Кощей кивком попрощался и, поигрывая тросточкой, неспешно удалился.
— О! — восхищенно сказал Вилли Шварцкопф, ставя перед Виталиком кофе. — С вами рапотать отин утовольствий! Я получать отшень балшой прибыль. — Тут он увидел золотую карточку, которую Виталик задумчиво вертел в руках. — О та. Я знать, что ви тоже ест игрок. Царь Гортон вчера очень расстраиваться, что его царский сплетник за игра нет. Мы отшень хорошо вчера играть. Правта, царь Гортон был немножко не в фавор. Шемахан проиграль, мне задолжаль…
— И много он вам проиграл? — заинтересовался Виталик, прихлебывая горячий кофе.
— Он не проиграть. Он занимать. Пятнатцать тысяч.
— Ого! Это сколько же он шемаханам продул?
— Я не знать. Герр царский сплетник, кута вам тоставить ваша толя?
— От сделки с Кощеем?
— Та.
— А вон туда и доставь, — ткнул пальцем в шемаханское посольство юноша. — Мне же нужен первоначальный капитал для серьезной игры.
— Я все стелать как ви сказаль.
— Добро. Ну Вилли, до вечера.
Виталик допил свой кофе, поднялся и направился к выходу из посольской слободы. Здесь пока ему больше делать было нечего. Теперь, пожалуй, стоит навестить царя и, если он успел прийти в себя, заняться его воспитанием. Хорошо хоть Дон пока что в шемаханские расклады не лезет… Дон…
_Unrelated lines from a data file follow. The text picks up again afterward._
//! Plan validation (§6.1): "Validation rejects: unknown fields, cycles,
//! duplicate producerId, dangling dependency references, out-of-range
//! maxParallel (1..32), producerId pattern violations. Field size bounds
//! mirror the schema... Validation errors are reported as a single
//! structured error per request with the offending path."
//!
//! `#[serde(deny_unknown_fields)]` on [`PlanSpec`]/[`NodeSpec`] already
//! rejects unknown fields during deserialization; this module covers the
//! cross-field rules serde cannot express. Cycle detection reuses Kahn's
//! algorithm.

use std::collections::{HashMap, HashSet, VecDeque};

use thiserror::Error;

use crate::model::{PlanSpec, MAX_INSTRUCTIONS_LEN, MAX_TASK_LEN};

const MIN_MAX_PARALLEL: u32 = 1;
const MAX_MAX_PARALLEL: u32 = 32;

pub type PlanValidationError = RunnerValidationError;

#[derive(Debug, Error, PartialEq, Eq)]
#[error("validation error at {path}: {message}")]
pub struct RunnerValidationError {
    pub path: String,
    pub message: String,
}

impl RunnerValidationError {
    fn new(path: impl Into<String>, message: impl Into<String>) -> Self {
        Self {
            path: path.into(),
            message: message.into(),
        }
    }
}

impl From<RunnerValidationError> for crate::error::RunnerError {
    fn from(e: RunnerValidationError) -> Self {
        crate::error::RunnerError::Validation {
            path: e.path,
            message: e.message,
        }
    }
}

/// Validate a [`PlanSpec`] against every rule in §6.1. Returns the first
/// violation found, in the order the rules are listed there.
pub fn validate_plan(plan: &PlanSpec) -> Result<(), RunnerValidationError> {
    if plan.nodes.is_empty() {
        return Err(RunnerValidationError::new("nodes", "plan must declare at least one node"));
    }

    if !(MIN_MAX_PARALLEL..=MAX_MAX_PARALLEL).contains(&plan.max_parallel) {
        return Err(RunnerValidationError::new(
            "maxParallel",
            format!(
                "maxParallel {} out of range [{MIN_MAX_PARALLEL}, {MAX_MAX_PARALLEL}]",
                plan.max_parallel
            ),
        ));
    }

    let mut seen = HashSet::new();
    for (i, node) in plan.nodes.iter().enumerate() {
        let path = format!("nodes[{i}]");

        if !seen.insert(node.producer_id.as_str()) {
            return Err(RunnerValidationError::new(
                format!("{path}.producerId"),
                format!("duplicate producerId {:?}", node.producer_id.as_str()),
            ));
        }

        if node.task.len() > MAX_TASK_LEN {
            return Err(RunnerValidationError::new(
                format!("{path}.task"),
                format!("task exceeds {MAX_TASK_LEN} characters"),
            ));
        }

        if node.instructions.as_ref().is_some_and(|s| s.len() > MAX_INSTRUCTIONS_LEN) {
            return Err(RunnerValidationError::new(
                format!("{path}.instructions"),
                format!("instructions exceed {MAX_INSTRUCTIONS_LEN} characters"),
            ));
        }
    }

    for (i, node) in plan.nodes.iter().enumerate() {
        let path = format!("nodes[{i}].dependencies");
        for dep in &node.dependencies {
            if !seen.contains(dep.as_str()) {
                return Err(RunnerValidationError::new(
                    path,
                    format!("node {:?} depends on unknown producerId {:?}", node.producer_id, dep),
                ));
            }
        }
    }

    for group in &plan.groups {
        for member in &group.members {
            if !seen.contains(member.as_str()) {
                return Err(RunnerValidationError::new(
                    format!("groups[{:?}].members", group.name),
                    format!("group {:?} references unknown producerId {:?}", group.name, member),
                ));
            }
        }
    }

    check_for_cycles(plan)
}

/// Kahn's algorithm over the `producerId` dependency edges.
fn check_for_cycles(plan: &PlanSpec) -> Result<(), RunnerValidationError> {
    let ids: Vec<&str> = plan.nodes.iter().map(|n| n.producer_id.as_str()).collect();
    let index: HashMap<&str, usize> = ids.iter().enumerate().map(|(i, id)| (*id, i)).collect();

    let n = ids.len();
    let mut in_degree = vec![0usize; n];
    let mut adj: Vec<Vec<usize>> = vec![vec![]; n];

    for node in &plan.nodes {
        let node_idx = index[node.producer_id.as_str()];
        for dep in &node.dependencies {
            let Some(&dep_idx) = index.get(dep.as_str()) else {
                continue; // already reported by the dangling-reference check above
            };
            adj[dep_idx].push(node_idx);
            in_degree[node_idx] += 1;
        }
    }

    let mut queue: VecDeque<usize> = in_degree
        .iter()
        .enumerate()
        .filter(|(_, deg)| **deg == 0)
        .map(|(i, _)| i)
        .collect();

    let mut visited = 0usize;
    while let Some(node) = queue.pop_front() {
        visited += 1;
        for &next in &adj[node] {
            in_degree[next] -= 1;
            if in_degree[next] == 0 {
                queue.push_back(next);
            }
        }
    }

    if visited != n {
        let cyclic: Vec<&str> = in_degree
            .iter()
            .enumerate()
            .filter(|(_, deg)| **deg > 0)
            .map(|(i, _)| ids[i])
            .collect();
        return Err(RunnerValidationError::new(
            "nodes",
            format!("dependency cycle detected involving: {}", cyclic.join(", ")),
        ));
    }

    Ok(())
}

#[cfg(test)]
mod tests {
    use super::*;
    use crate::model::{NodeSpec, ProducerId, Shell, WorkSpec};
    use std::collections::BTreeSet;

    fn node(id: &str, deps: &[&str]) -> NodeSpec {
        NodeSpec {
            producer_id: ProducerId::parse(id).unwrap(),
            name: id.to_string(),
            task: "do thing".to_string(),
            instructions: None,
            dependencies: deps.iter().map(|d| ProducerId::parse(d).unwrap()).collect::<BTreeSet<_>>(),
            work: WorkSpec::Shell {
                command: "true".to_string(),
                shell: Shell::Bash,
            },
            prechecks: None,
            postchecks: None,
            expects_no_changes: false,
            on_failure: None,
        }
    }

    fn plan(nodes: Vec<NodeSpec>) -> PlanSpec {
        PlanSpec {
            name: "p".to_string(),
            base_branch: "main".to_string(),
            target_branch: None,
            max_parallel: 4,
            clean_up_successful_work: false,
            start_paused: false,
            nodes,
            groups: vec![],
        }
    }

    #[test]
    fn accepts_valid_dag() {
        let p = plan(vec![node("a", &[]), node("b", &["a"])]);
        validate_plan(&p).unwrap();
    }

    #[test]
    fn rejects_empty_node_list() {
        let p = plan(vec![]);
        assert_eq!(validate_plan(&p).unwrap_err().path, "nodes");
    }

    #[test]
    fn rejects_out_of_range_max_parallel() {
        let mut p = plan(vec![node("a", &[])]);
        p.max_parallel = 0;
        assert_eq!(validate_plan(&p).unwrap_err().path, "maxParallel");
        p.max_parallel = 33;
        assert_eq!(validate_plan(&p).unwrap_err().path, "maxParallel");
    }

    #[test]
    fn rejects_duplicate_producer_id() {
        let p = plan(vec![node("a", &[]), node("a", &[])]);
        let err = validate_plan(&p).unwrap_err();
        assert!(err.path.ends_with("producerId"));
    }

    #[test]
    fn rejects_dangling_dependency() {
        let p = plan(vec![node("a", &["missing"])]);
        let err = validate_plan(&p).unwrap_err();
        assert!(err.path.ends_with("dependencies"));
    }

    #[test]
    fn rejects_direct_cycle() {
        let p = plan(vec![node("a", &["b"]), node("b", &["a"])]);
        assert_eq!(validate_plan(&p).unwrap_err().path, "nodes");
    }

    #[test]
    fn rejects_transitive_cycle() {
        let p = plan(vec![node("a", &["c"]), node("b", &["a"]), node("c", &["b"])]);
        assert_eq!(validate_plan(&p).unwrap_err().path, "nodes");
    }

    #[test]
    fn accepts_diamond_dag() {
        let p = plan(vec![
            node("a", &[]),
            node("b", &["a"]),
            node("c", &["a"]),
            node("d", &["b", "c"]),
        ]);
        validate_plan(&p).unwrap();
    }

    #[test]
    fn rejects_oversized_task() {
        let mut p = plan(vec![node("a", &[])]);
        p.nodes[0].task = "x".repeat(MAX_TASK_LEN + 1);
        let err = validate_plan(&p).unwrap_err();
        assert!(err.path.ends_with(".task"));
    }
}
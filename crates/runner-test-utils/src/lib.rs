//! Shared test fixtures for plan runner integration tests.
//!
//! A `TestRepo` is a throwaway git repository with a root commit, suitable
//! as the `repoPath` for a [`RunnerConfig`] -- every crate that needs a real
//! git worktree (the worktree manager, the merge manager, the facade) was
//! hand-rolling this same `git init` + empty commit dance in its own test
//! module; this crate gives them one place to share it.

use std::path::Path;

use runner_core::config::RunnerConfig;

pub struct TestRepo {
    dir: tempfile::TempDir,
}

impl TestRepo {
    /// Initialize a fresh git repository with an empty root commit on
    /// whichever branch `git init` defaults to.
    pub fn new() -> Self {
        let dir = tempfile::TempDir::new().expect("failed to create temp dir");
        run_git(dir.path(), &["init"]);
        run_git(dir.path(), &["commit", "--allow-empty", "-m", "root"]);
        Self { dir }
    }

    pub fn path(&self) -> &Path {
        self.dir.path()
    }

    /// Resolve a [`RunnerConfig`] for this repository, with the global
    /// capacity registry's storage directory pointed inside the temp dir so
    /// tests never touch the operator's real `~/.local/share/planrunner`.
    pub fn config(&self) -> RunnerConfig {
        let mut config = RunnerConfig::resolve(self.dir.path());
        config.global_storage_dir = self.dir.path().join("global");
        config
    }
}

impl Default for TestRepo {
    fn default() -> Self {
        Self::new()
    }
}

fn run_git(repo_path: &Path, args: &[&str]) {
    let output = std::process::Command::new("git")
        .args(args)
        .current_dir(repo_path)
        .output()
        .unwrap_or_else(|e| panic!("failed to run git {args:?}: {e}"));
    assert!(output.status.success(), "git {args:?} failed: {}", String::from_utf8_lossy(&output.stderr));
}
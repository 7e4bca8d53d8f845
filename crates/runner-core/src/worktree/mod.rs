//! Git worktree management for node isolation (component F).
//!
//! Each plan node runs in its own git worktree, checked out to a branch
//! named deterministically from the node's UUID. Worktrees share the object
//! store of the main repository but have independent working directories
//! and index files, so concurrent nodes never contend on the main checkout.

use std::path::{Path, PathBuf};
use std::process::Command;
use std::sync::{Arc, Mutex};

use thiserror::Error;
use uuid::Uuid;

use crate::model::NodeId;

/// Errors that can occur during worktree operations.
#[derive(Debug, Error)]
pub enum WorktreeError {
    #[error("not a git repository: {0}")]
    NotAGitRepo(PathBuf),

    #[error("git command failed: {message}")]
    GitCommand {
        message: String,
        #[source]
        source: std::io::Error,
    },

    #[error("git {command} failed (exit {code}): {stderr}")]
    GitExit {
        command: String,
        code: i32,
        stderr: String,
    },

    #[error(
        "worktree path exists but has unexpected branch: expected {expected}, found {found}"
    )]
    BranchMismatch { expected: String, found: String },

    #[error("failed to parse worktree list output: {0}")]
    ParseError(String),
}

/// Result of an ordinary (non-delegated) merge attempt.
#[derive(Debug, Clone, PartialEq, Eq)]
pub enum MergeResult {
    Success,
    Conflict { details: String },
}

/// Information about a single git worktree.
#[derive(Debug, Clone, PartialEq, Eq)]
pub struct WorktreeInfo {
    pub path: PathBuf,
    pub branch: Option<String>,
    pub head_commit: String,
}

/// Manages git worktrees for node isolation.
///
/// Git serialises mutating worktree operations on the same repository via a
/// lock file on the shared object store; this manager additionally
/// serialises them through an internal mutex so concurrent node executors
/// in this process don't race each other before even reaching git.
#[derive(Debug)]
pub struct WorktreeManager {
    repo_path: PathBuf,
    worktree_root: PathBuf,
    git_lock: Arc<Mutex<()>>,
}

impl Clone for WorktreeManager {
    fn clone(&self) -> Self {
        Self {
            repo_path: self.repo_path.clone(),
            worktree_root: self.worktree_root.clone(),
            git_lock: Arc::clone(&self.git_lock),
        }
    }
}
//! `planrunner logs` / `failure`: attempt log retrieval and failure diagnosis.

use anyhow::{Context, Result};

use runner_core::facade::PlanRunner;
use runner_core::model::ProducerId;

pub async fn run_logs(runner: &PlanRunner, plan_id_str: &str, producer_id_str: &str, attempt: Option<u32>) -> Result<()> {
    let plan_id = plan_id_str.parse().with_context(|| format!("invalid plan ID: {plan_id_str}"))?;
    let producer_id = ProducerId::parse(producer_id_str).with_context(|| format!("invalid producerId: {producer_id_str}"))?;
    let log = runner.get_node_logs(plan_id, &producer_id, attempt).await?;
    print!("{log}");
    Ok(())
}

pub async fn run_failure(runner: &PlanRunner, plan_id_str: &str, producer_id_str: &str) -> Result<()> {
    let plan_id = plan_id_str.parse().with_context(|| format!("invalid plan ID: {plan_id_str}"))?;
    let producer_id = ProducerId::parse(producer_id_str).with_context(|| format!("invalid producerId: {producer_id_str}"))?;
    let ctx = runner.get_failure_context(plan_id, &producer_id).await?;

    println!("Status: {:?}", ctx.status);
    if let Some(reason) = &ctx.failure_reason {
        println!("Failure reason: {reason}");
    }
    if let Some(error) = &ctx.error {
        println!("Error: {error}");
    }
    if let Some(attempt) = ctx.last_attempt {
        println!("Last attempt: {attempt}");
    }
    if let Some(path) = &ctx.log_path {
        println!("Log: {}", path.display());
    }

    Ok(())
}
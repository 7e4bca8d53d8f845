//! Runtime configuration (§4.8).
//!
//! Resolution order, mirroring a typical `resolve()` layering: an
//! optional `planrunner.toml` in the repository root, overridden by
//! `PLANRUNNER_*` environment variables, with hard-coded defaults as the
//! final fallback. There is no CLI-flag tier here -- that lives in
//! `runner-cli`, which resolves its own flags before handing a finished
//! `RunnerConfig` to the facade.

use std::path::{Path, PathBuf};
use std::time::Duration;

use serde::{Deserialize, Serialize};

/// On-disk `planrunner.toml` shape. Every field is optional; absent fields
/// fall through to the environment, then to [`RunnerConfig::default`].
#[derive(Debug, Default, Serialize, Deserialize)]
pub struct ConfigFile {
    pub worktree_root: Option<PathBuf>,
    pub global_storage_dir: Option<PathBuf>,
    pub default_max_parallel: Option<u32>,
    pub command_timeout_secs: Option<u64>,
    pub snapshot_ttl_secs: Option<u64>,
    pub heartbeat_interval_secs: Option<u64>,
    pub pump_interval_ms: Option<u64>,
    pub conflict_resolver_timeout_secs: Option<u64>,
    #[serde(default)]
    pub webhook_subscribers: Vec<String>,
}

/// Fully resolved configuration, ready for use by the facade and CLI.
#[derive(Debug, Clone)]
pub struct RunnerConfig {
    pub repo_path: PathBuf,
    pub worktree_root: PathBuf,
    pub global_storage_dir: PathBuf,
    pub default_max_parallel: u32,
    pub command_timeout: Duration,
    pub snapshot_ttl: Duration,
    pub heartbeat_interval: Duration,
    pub pump_interval: Duration,
    pub conflict_resolver_timeout: Duration,
    pub webhook_subscribers: Vec<String>,
}

fn config_path(repo_path: &Path) -> PathBuf {
    repo_path.join("planrunner.toml")
}

/// Default global storage directory: a per-user state dir via `dirs`,
/// falling back to `.` if the platform has no notion of one.
fn default_global_storage_dir() -> PathBuf {
    dirs::data_local_dir()
        .unwrap_or_else(|| PathBuf::from("."))
        .join("planrunner")
}

impl RunnerConfig {
    /// Resolve configuration for `repo_path`: file < env < hard-coded
    /// default, in ascending priority.
    pub fn resolve(repo_path: impl Into<PathBuf>) -> Self {
        let repo_path = repo_path.into();
        let file: ConfigFile = std::fs::read_to_string(config_path(&repo_path))
            .ok()
            .and_then(|raw| match toml::from_str(&raw) {
                Ok(parsed) => Some(parsed),
                Err(e) => {
                    tracing::warn!(error = %e, "failed to parse planrunner.toml, ignoring");
                    None
                }
            })
            .unwrap_or_default();

        let worktree_root = env_path("PLANRUNNER_WORKTREE_ROOT")
            .or(file.worktree_root)
            .unwrap_or_else(|| repo_path.join(".orchestrator").join("worktrees"));

        let global_storage_dir = env_path("PLANRUNNER_GLOBAL_STORAGE_DIR")
            .or(file.global_storage_dir)
            .unwrap_or_else(default_global_storage_dir);

        let default_max_parallel = env_u64("PLANRUNNER_DEFAULT_MAX_PARALLEL")
            .map(|v| v as u32)
            .or(file.default_max_parallel)
            .unwrap_or(4);

        let command_timeout = Duration::from_secs(
            env_u64("PLANRUNNER_COMMAND_TIMEOUT_SECS")
                .or(file.command_timeout_secs)
                .unwrap_or(60),
        );

        let snapshot_ttl = Duration::from_secs(
            env_u64("PLANRUNNER_SNAPSHOT_TTL_SECS")
                .or(file.snapshot_ttl_secs)
                .unwrap_or(2),
        );

        let heartbeat_interval = Duration::from_secs(
            env_u64("PLANRUNNER_HEARTBEAT_INTERVAL_SECS")
                .or(file.heartbeat_interval_secs)
                .unwrap_or(5),
        );

        let pump_interval = Duration::from_millis(
            env_u64("PLANRUNNER_PUMP_INTERVAL_MS")
                .or(file.pump_interval_ms)
                .unwrap_or(500),
        );

        let conflict_resolver_timeout = Duration::from_secs(
            env_u64("PLANRUNNER_CONFLICT_RESOLVER_TIMEOUT_SECS")
                .or(file.conflict_resolver_timeout_secs)
                .unwrap_or(5 * 60),
        );

        let webhook_subscribers = std::env::var("PLANRUNNER_WEBHOOK_SUBSCRIBERS")
            .ok()
            .map(|raw| raw.split(',').map(|s| s.trim().to_string()).filter(|s| !s.is_empty()).collect())
            .unwrap_or(file.webhook_subscribers);

        Self {
            repo_path,
            worktree_root,
            global_storage_dir,
            default_max_parallel,
            command_timeout,
            snapshot_ttl,
            heartbeat_interval,
            pump_interval,
            conflict_resolver_timeout,
            webhook_subscribers,
        }
    }
}

fn env_path(key: &str) -> Option<PathBuf> {
    std::env::var(key).ok().map(PathBuf::from)
}

fn env_u64(key: &str) -> Option<u64> {
    std::env::var(key).ok().and_then(|v| v.parse().ok())
}

#[cfg(test)]
mod tests {
    use super::*;

    #[test]
    fn resolve_falls_back_to_defaults_with_no_file_or_env() {
        let tmp = tempfile::TempDir::new().unwrap();
        let cfg = RunnerConfig::resolve(tmp.path());
        assert_eq!(cfg.default_max_parallel, 4);
        assert_eq!(cfg.pump_interval, Duration::from_millis(500));
        assert_eq!(cfg.worktree_root, tmp.path().join(".orchestrator").join("worktrees"));
    }

    #[test]
    fn resolve_reads_config_file() {
        let tmp = tempfile::TempDir::new().unwrap();
        std::fs::write(
            config_path(tmp.path()),
            "default_max_parallel = 8\npump_interval_ms = 250\n",
        )
        .unwrap();
        let cfg = RunnerConfig::resolve(tmp.path());
        assert_eq!(cfg.default_max_parallel, 8);
        assert_eq!(cfg.pump_interval, Duration::from_millis(250));
    }

    #[test]
    fn env_var_overrides_config_file() {
        let tmp = tempfile::TempDir::new().unwrap();
        std::fs::write(config_path(tmp.path()), "default_max_parallel = 8\n").unwrap();
        unsafe { std::env::set_var("PLANRUNNER_DEFAULT_MAX_PARALLEL", "16") };
        let cfg = RunnerConfig::resolve(tmp.path());
        unsafe { std::env::remove_var("PLANRUNNER_DEFAULT_MAX_PARALLEL") };
        assert_eq!(cfg.default_max_parallel, 16);
    }
}
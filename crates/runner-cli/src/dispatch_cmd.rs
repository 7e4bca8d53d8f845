//! `planrunner retry-node` / `force-fail` / `reshape`: operator intervention
//! on a live plan (§6.1).

use std::path::Path;

use anyhow::{Context, Result};
use serde::Deserialize;

use runner_core::facade::PlanRunner;
use runner_core::model::{NodeSpec, ProducerId};
use runner_core::scheduler::{ReshapeOp, RetryNodeOptions};

pub async fn run_retry_node(runner: &PlanRunner, plan_id_str: &str, producer_id_str: &str, clear_worktree: bool) -> Result<()> {
    let plan_id = plan_id_str.parse().with_context(|| format!("invalid plan ID: {plan_id_str}"))?;
    let producer_id = ProducerId::parse(producer_id_str).with_context(|| format!("invalid producerId: {producer_id_str}"))?;
    let options = RetryNodeOptions {
        new_work: None,
        new_prechecks: None,
        new_postchecks: None,
        clear_worktree,
    };
    runner.retry_node(plan_id, &producer_id, options).await?;
    println!("Node {producer_id_str} reset to pending for retry.");
    Ok(())
}

pub async fn run_force_fail(runner: &PlanRunner, plan_id_str: &str, producer_id_str: &str) -> Result<()> {
    let plan_id = plan_id_str.parse().with_context(|| format!("invalid plan ID: {plan_id_str}"))?;
    let producer_id = ProducerId::parse(producer_id_str).with_context(|| format!("invalid producerId: {producer_id_str}"))?;
    runner.force_fail_node(plan_id, &producer_id).await?;
    println!("Node {producer_id_str} forced to failed.");
    Ok(())
}

/// On-disk shape for a `reshape` batch file: a JSON array of tagged ops
/// mirroring [`ReshapeOp`], since that enum has no `Deserialize` impl of
/// its own (it is constructed internally from validated `NodeSpec`s).
#[derive(Debug, Deserialize)]
#[serde(tag = "op", rename_all = "camelCase")]
enum ReshapeOpFile {
    AddNode { node: NodeSpec },
    RemoveNode { producer_id: ProducerId },
    UpdateDeps {
        producer_id: ProducerId,
        dependencies: std::collections::BTreeSet<ProducerId>,
    },
    AddBefore { target: ProducerId, node: NodeSpec },
    AddAfter { target: ProducerId, node: NodeSpec },
}

impl From<ReshapeOpFile> for ReshapeOp {
    fn from(op: ReshapeOpFile) -> Self {
        match op {
            ReshapeOpFile::AddNode { node } => ReshapeOp::AddNode(node),
            ReshapeOpFile::RemoveNode { producer_id } => ReshapeOp::RemoveNode(producer_id),
            ReshapeOpFile::UpdateDeps { producer_id, dependencies } => ReshapeOp::UpdateDeps { producer_id, dependencies },
            ReshapeOpFile::AddBefore { target, node } => ReshapeOp::AddBefore { target, node },
            ReshapeOpFile::AddAfter { target, node } => ReshapeOp::AddAfter { target, node },
        }
    }
}

pub async fn run_reshape(runner: &PlanRunner, plan_id_str: &str, file: &Path) -> Result<()> {
    let plan_id = plan_id_str.parse().with_context(|| format!("invalid plan ID: {plan_id_str}"))?;
    let raw = std::fs::read_to_string(file).with_context(|| format!("reading {}", file.display()))?;
    let file_ops: Vec<ReshapeOpFile> = serde_json::from_str(&raw).with_context(|| format!("parsing {} as a reshape batch", file.display()))?;
    let ops: Vec<ReshapeOp> = file_ops.into_iter().map(Into::into).collect();
    let count = ops.len();
    runner.reshape(plan_id, ops).await?;
    println!("Applied {count} reshape operation(s) to plan {plan_id_str}.");
    Ok(())
}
— Что-то о Доне давно ничего слышно не было, — внезапно озаботился Виталик. — Как в воду канул. А может, за всем этим бардаком именно он и стоит?
Царский сплетник шел по Великореченску, погруженный в свои мысли. Встречный люд, увидев на его голове лихо сбитую набекрень боярскую шапку, начинал земно, в пояс кланяться. Виталик чисто автоматически приветственно кивал в ответ, не останавливая движения.
— Большой человек, а к простым людям с уважением, — краем уха слышал сплетник шепот за своей спиной.
— Это да… Пешочком не брезгует пройтись, не то что наши бояре, каждому карету со свитой подавай!
Виталик на эти перешептывания внимания не обращал. Он целенаправленно двигался к термам, сунув под мышку боярский посох. При этом юноша, опять-таки чисто автоматически, придерживал его одной рукой, словно боевой шест, готовый в любой момент зарядить им в лоб любому, кто осмелится напасть на второе, по мнению Кощея, лицо в государстве. Царский сплетник прокручивал в голове все, что с ним случилось с момента появления тухлого осетра на крыше терема Янки Вдовицы. Его не покидало ощущение, что он что-то пропустил в суматохе последних дней. Что-то очень и очень важное. Но это что-то постоянно ускользало от него, хотя юноша чувствовал, что оно, это что-то, лежит на самом виду. Надо только нащупать его и нанести по нему сокрушительный удар, одним махом разрушив заговор. И еще он знал, можно даже сказать, печенками чувствовал, что, пока до конца не разберется в ситуации, никаких карательных мер против шемахан начинать нельзя, если он не хочет поставить под удар царскую семью. Есть во всей этой истории какая-то хитрость. И то, что шемаханы так стремительно развернулись в Великореченске, говорит о том, что они действительно долго готовились.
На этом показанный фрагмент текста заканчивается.